Because of the importance of student exposure to and participation in research, the SAS Center offers a wide variety of opportunities to exhibit their efforts through funded programs, most often working with faculty. Also, the center manages eight various programs that benefit students directly including Alliance for Minority Participation, Bridges to the Baccalaureate (funded by the National Science Foundation), Howard Hughes Medical Institute, Minority Access to Research Careers (funded by the National Institute of General Medical Sciences – NIGMS), Orientation, Peer Mentors, Research Initiative for Science Enhancement (funded by NIGMS), Robert Noyce Scholarship and Science Enrichment.    

"There needs to be some visibility to their work," noted Fung. "You can think you or your students are great, but you have to have people on the outside who understand that too. The center helps with communication skills and it also helps with leadership skills. It gives them the opportunity to get out and think about their world outside of science and how is it they need to work and communicate in the real world in order to be competitive; in effect to try and break down this 'nerd' concept."

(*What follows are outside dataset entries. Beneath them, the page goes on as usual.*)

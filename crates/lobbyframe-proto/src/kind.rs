//! The closed set of inbound event kinds.

use std::{fmt, str::FromStr};

use crate::errors::ProtocolError;

/// Every event name the client understands.
///
/// Names not listed here are reserved for forward compatibility: the router
/// ignores them with a diagnostic instead of failing.
#[derive(Debug, Clone, Copy, PartialEq, Eq, Hash, PartialOrd, Ord)]
pub enum EventKind {
    /// Local client joined a lobby.
    SelfJoined,
    /// Local client left its lobby.
    SelfLeft,
    /// Another member joined the current lobby.
    PlayerJoined,
    /// Another member left the current lobby.
    PlayerLeft,
    /// Result of a lobby discovery query.
    LobbyList,
    /// Chat line in the current lobby.
    Chat,
    /// Current lobby was renamed.
    NameChanged,
    /// Current lobby capacity changed.
    MaxPlayersChanged,
    /// Details for one discoverable lobby arrived.
    InfoFetched,
    /// A lobby requested by this client was created.
    Created,
    /// Lobby-level metadata key changed.
    LobbyDataChanged,
    /// Member metadata key changed.
    MemberDataChanged,
    /// Member display name changed.
    MemberNameChanged,
    /// A file was shared into the lobby.
    FileAdded,
    /// A shared file was withdrawn.
    FileRemoved,
    /// A member requested one of our files.
    FileRequested,
    /// Upload progress.
    TransferSendProgress,
    /// Upload completed.
    TransferSendFinished,
    /// Download progress.
    TransferReceiveProgress,
    /// Download completed.
    TransferReceiveFinished,
    /// Transfer aborted by either side.
    TransferCancelled,
    /// Transport connectivity changed.
    ConnectionChanged,
    /// Another member sent this client a data message.
    DataReceived,
    /// Transport reported a failed operation.
    Error,
}

impl EventKind {
    /// All kinds, in declaration order.
    pub const ALL: [Self; 24] = [
        Self::SelfJoined,
        Self::SelfLeft,
        Self::PlayerJoined,
        Self::PlayerLeft,
        Self::LobbyList,
        Self::Chat,
        Self::NameChanged,
        Self::MaxPlayersChanged,
        Self::InfoFetched,
        Self::Created,
        Self::LobbyDataChanged,
        Self::MemberDataChanged,
        Self::MemberNameChanged,
        Self::FileAdded,
        Self::FileRemoved,
        Self::FileRequested,
        Self::TransferSendProgress,
        Self::TransferSendFinished,
        Self::TransferReceiveProgress,
        Self::TransferReceiveFinished,
        Self::TransferCancelled,
        Self::ConnectionChanged,
        Self::DataReceived,
        Self::Error,
    ];

    /// Wire name of this kind.
    #[must_use]
    pub const fn name(self) -> &'static str {
        match self {
            Self::SelfJoined => "self_joined",
            Self::SelfLeft => "self_left",
            Self::PlayerJoined => "player_joined",
            Self::PlayerLeft => "player_left",
            Self::LobbyList => "lobby_list",
            Self::Chat => "chat",
            Self::NameChanged => "name_changed",
            Self::MaxPlayersChanged => "max_players_changed",
            Self::InfoFetched => "info_fetched",
            Self::Created => "created",
            Self::LobbyDataChanged => "lobby_data_changed",
            Self::MemberDataChanged => "member_data_changed",
            Self::MemberNameChanged => "member_name_changed",
            Self::FileAdded => "file_added",
            Self::FileRemoved => "file_removed",
            Self::FileRequested => "file_requested",
            Self::TransferSendProgress => "transfer_send_progress",
            Self::TransferSendFinished => "transfer_send_finished",
            Self::TransferReceiveProgress => "transfer_receive_progress",
            Self::TransferReceiveFinished => "transfer_receive_finished",
            Self::TransferCancelled => "transfer_cancelled",
            Self::ConnectionChanged => "connection_changed",
            Self::DataReceived => "data_received",
            Self::Error => "error",
        }
    }

    /// Look up a kind by wire name. `None` for unknown names.
    pub fn from_name(name: &str) -> Option<Self> {
        Self::ALL.into_iter().find(|kind| kind.name() == name)
    }

    /// Whether events of this kind only make sense inside a lobby.
    #[must_use]
    pub const fn is_lobby_scoped(self) -> bool {
        matches!(
            self,
            Self::PlayerJoined
                | Self::PlayerLeft
                | Self::Chat
                | Self::NameChanged
                | Self::MaxPlayersChanged
                | Self::LobbyDataChanged
                | Self::MemberDataChanged
                | Self::MemberNameChanged
                | Self::DataReceived
        )
    }
}

impl fmt::Display for EventKind {
    fn fmt(&self, f: &mut fmt::Formatter<'_>) -> fmt::Result {
        f.write_str(self.name())
    }
}

impl FromStr for EventKind {
    type Err = ProtocolError;

    fn from_str(s: &str) -> Result<Self, Self::Err> {
        Self::from_name(s).ok_or_else(|| ProtocolError::UnknownKind(s.to_owned()))
    }
}
//! CAD Kernel Abstraction
//!
//! This crate provides:
//! - The CAD kernel trait consumed by the naming layer
//! - Transient face/edge handles and the entity descriptors kernels report
//! - Kernel history (input handle → output handles) for modifying operations
//! - A polyhedral reference kernel for planar-faced solids

pub mod kernel;

// Re-exports for convenience
pub use kernel::{
    BooleanType, CadError, CadKernel, CadResult, CurveKind, EdgeId, EdgeInfo, EntityRef, FaceId,
    FaceInfo, KernelOutput, NullKernel, PolyKernel, ShapeHistory, Solid, SurfaceKind,
    TessellatedMesh, Wire2D,
};
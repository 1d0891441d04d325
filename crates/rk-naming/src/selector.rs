//! Geometric Selector
//!
//! Last-resort matcher. A selector remembers what an entity looked like and
//! scores candidates of a new solid against it:
//!
//! | component            | weight |
//! |----------------------|--------|
//! | center proximity     | 0.4    |
//! | normal / direction   | 0.3    |
//! | area / length        | 0.2    |
//! | surface / curve type | 0.1    |
//!
//! A candidate is only returned when its score exceeds the threshold. Binding
//! the wrong face silently is worse than failing.

use glam::Vec3;
use rk_cad::{CurveKind, SurfaceKind};
use serde::{Deserialize, Serialize};

use crate::indexer::Entity;
use crate::shape_id::ShapeKind;

/// Default minimum score of a match
pub const DEFAULT_MATCH_THRESHOLD: f32 = 0.6;

const CENTER_WEIGHT: f32 = 0.4;
const DIRECTION_WEIGHT: f32 = 0.3;
const SIZE_WEIGHT: f32 = 0.2;
const TYPE_WEIGHT: f32 = 0.1;

/// Remembered face descriptor
#[derive(Debug, Clone, PartialEq, Serialize, Deserialize)]
pub struct FaceSelector {
    pub center: Vec3,
    pub normal: Vec3,
    pub area: f32,
    #[serde(default)]
    pub surface: SurfaceKind,
    pub tolerance: f32,
}

/// Remembered edge descriptor
#[derive(Debug, Clone, PartialEq, Serialize, Deserialize)]
pub struct EdgeSelector {
    pub center: Vec3,
    pub direction: Vec3,
    pub length: f32,
    #[serde(default)]
    pub curve: CurveKind,
    pub tolerance: f32,
}

#[derive(Debug, Clone, PartialEq, Serialize, Deserialize)]
pub enum GeometricSelector {
    Face(FaceSelector),
    Edge(EdgeSelector),
}

impl GeometricSelector {
    /// Capture the descriptor of an entity
    pub fn from_entity(entity: &Entity, tolerance: f32) -> Self {
        match entity {
            Entity::Face(face) => GeometricSelector::Face(FaceSelector {
                center: face.center,
                normal: face.normal_at(face.center),
                area: face.area,
                surface: face.surface,
                tolerance,
            }),
            Entity::Edge(edge) => GeometricSelector::Edge(EdgeSelector {
                center: edge.midpoint,
                direction: edge.tangent_at(0.5),
                length: edge.length,
                curve: edge.curve,
                tolerance,
            }),
        }
    }

    pub fn kind(&self) -> ShapeKind {
        match self {
            GeometricSelector::Face(_) => ShapeKind::Face,
            GeometricSelector::Edge(_) => ShapeKind::Edge,
        }
    }

    /// Similarity of `entity` to this descriptor, in `[0, 1]`
    ///
    /// Entities of the other kind score zero.
    pub fn score(&self, entity: &Entity) -> f32 {
        match (self, entity) {
            (GeometricSelector::Face(sel), Entity::Face(face)) => {
                let center = center_score(sel.center, face.center, sel.tolerance, sel.area.sqrt());
                let normal = sel.normal.dot(face.normal_at(face.center)).max(0.0);
                let size = size_score(sel.area, face.area);
                let kind = if sel.surface == face.surface { 1.0 } else { 0.0 };
                combine(center, normal, size, kind)
            }
            (GeometricSelector::Edge(sel), Entity::Edge(edge)) => {
                let center = center_score(sel.center, edge.midpoint, sel.tolerance, sel.length);
                // edges have no intrinsic orientation
                let direction = sel.direction.dot(edge.tangent_at(0.5)).abs();
                let size = size_score(sel.length, edge.length);
                let kind = if sel.curve == edge.curve { 1.0 } else { 0.0 };
                combine(center, direction, size, kind)
            }
            _ => 0.0,
        }
    }

    /// Position of the best candidate scoring above `threshold`
    ///
    /// Ties go to the earliest candidate.
    pub fn find_best_match(&self, candidates: &[Entity], threshold: f32) -> Option<usize> {
        let mut best: Option<(usize, f32)> = None;
        for (i, candidate) in candidates.iter().enumerate() {
            let score = self.score(candidate);
            if score > threshold && best.is_none_or(|(_, s)| score > s) {
                best = Some((i, score));
            }
        }
        best.map(|(i, _)| i)
    }
}

fn combine(center: f32, direction: f32, size: f32, kind: f32) -> f32 {
    (CENTER_WEIGHT * center + DIRECTION_WEIGHT * direction + SIZE_WEIGHT * size + TYPE_WEIGHT * kind)
        .clamp(0.0, 1.0)
}

/// 1 at the remembered center, 0.5 at one entity size away
fn center_score(expected: Vec3, actual: Vec3, tolerance: f32, size: f32) -> f32 {
    let scale = tolerance.max(size).max(f32::EPSILON);
    let d = expected.distance(actual) / scale;
    1.0 / (1.0 + d * d)
}

fn size_score(expected: f32, actual: f32) -> f32 {
    let (lo, hi) = (expected.min(actual), expected.max(actual));
    if hi <= f32::EPSILON { 1.0 } else { (lo / hi).max(0.0) }
}

#[cfg(test)]
mod tests {
    use super::*;
    use approx::assert_relative_eq;
    use rk_cad::{CadKernel, PolyKernel};

    use crate::indexer::TopologyIndex;

    fn box_index() -> TopologyIndex {
        let kernel = PolyKernel::new();
        let solid = kernel
            .create_box(Vec3::splat(5.0), Vec3::splat(10.0))
            .unwrap();
        TopologyIndex::build(&kernel, &solid)
    }

    #[test]
    fn test_perfect_match_scores_one() {
        let index = box_index();
        let face = index.entity_at(ShapeKind::Face, 1).unwrap();
        let selector = GeometricSelector::from_entity(&face, 1e-3);
        assert_relative_eq!(selector.score(&face), 1.0, epsilon = 1e-6);
    }

    #[test]
    fn test_finds_same_face_on_rebuilt_solid() {
        let index = box_index();
        let rebuilt = box_index();
        for i in 0..6 {
            let face = index.entity_at(ShapeKind::Face, i).unwrap();
            let selector = GeometricSelector::from_entity(&face, 1e-3);
            let candidates = rebuilt.entities(ShapeKind::Face);
            assert_eq!(selector.find_best_match(&candidates, DEFAULT_MATCH_THRESHOLD), Some(i));
        }
    }

    #[test]
    fn test_reversed_edge_still_matches() {
        let index = box_index();
        let edge = match index.entity_at(ShapeKind::Edge, 0).unwrap() {
            Entity::Edge(edge) => edge,
            Entity::Face(_) => unreachable!(),
        };
        let selector = GeometricSelector::from_entity(&Entity::Edge(edge.clone()), 1e-3);
        let reversed = rk_cad::EdgeInfo::new(edge.id, edge.end, edge.start);
        assert_relative_eq!(selector.score(&Entity::Edge(reversed)), 1.0, epsilon = 1e-6);
    }

    #[test]
    fn test_below_threshold_is_no_match() {
        let index = box_index();
        let face = index.entity_at(ShapeKind::Face, 0).unwrap();
        let mut selector = GeometricSelector::from_entity(&face, 1e-3);
        if let GeometricSelector::Face(sel) = &mut selector {
            sel.center = Vec3::new(500.0, 500.0, 500.0);
            sel.normal = Vec3::new(0.0, 0.0, 1.0);
            sel.area = 1.0;
        }
        let candidates = index.entities(ShapeKind::Face);
        assert_eq!(selector.find_best_match(&candidates, DEFAULT_MATCH_THRESHOLD), None);
    }

    #[test]
    fn test_wrong_kind_scores_zero() {
        let index = box_index();
        let face = index.entity_at(ShapeKind::Face, 0).unwrap();
        let edge = index.entity_at(ShapeKind::Edge, 0).unwrap();
        let selector = GeometricSelector::from_entity(&face, 1e-3);
        assert_eq!(selector.score(&edge), 0.0);
        assert_eq!(selector.kind(), ShapeKind::Face);
    }

    #[test]
    fn test_ties_break_to_lowest_position() {
        let index = box_index();
        let face = index.entity_at(ShapeKind::Face, 2).unwrap();
        let selector = GeometricSelector::from_entity(&face, 1e-3);
        let candidates = vec![face.clone(), face.clone()];
        assert_eq!(selector.find_best_match(&candidates, DEFAULT_MATCH_THRESHOLD), Some(0));
    }
}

When the SAS center opened, the college already had programs in place and most of those were to support undergraduate research opportunities and help in the development of underrepresented students as defined by the National Institutes of Health. Fung estimates that hundreds of students have come through the center, which is seen as an umbrella organization to help coordinate all the student development through the various grants, thus pooling resources to provide programs for students.

"What we really wanted to do was create opportunities for all the majors in the college, not only the underrepresented,” said Fung. “The Howard Hughes grant allowed for curricular changes in the life sciences and in chemistry. It gave us a real boost and they gave us all the money up front. We were fortunate in that the grant did not specifically identify specific students. More importantly, it allowed us the opportunity to offer all students a real avenue to become involved."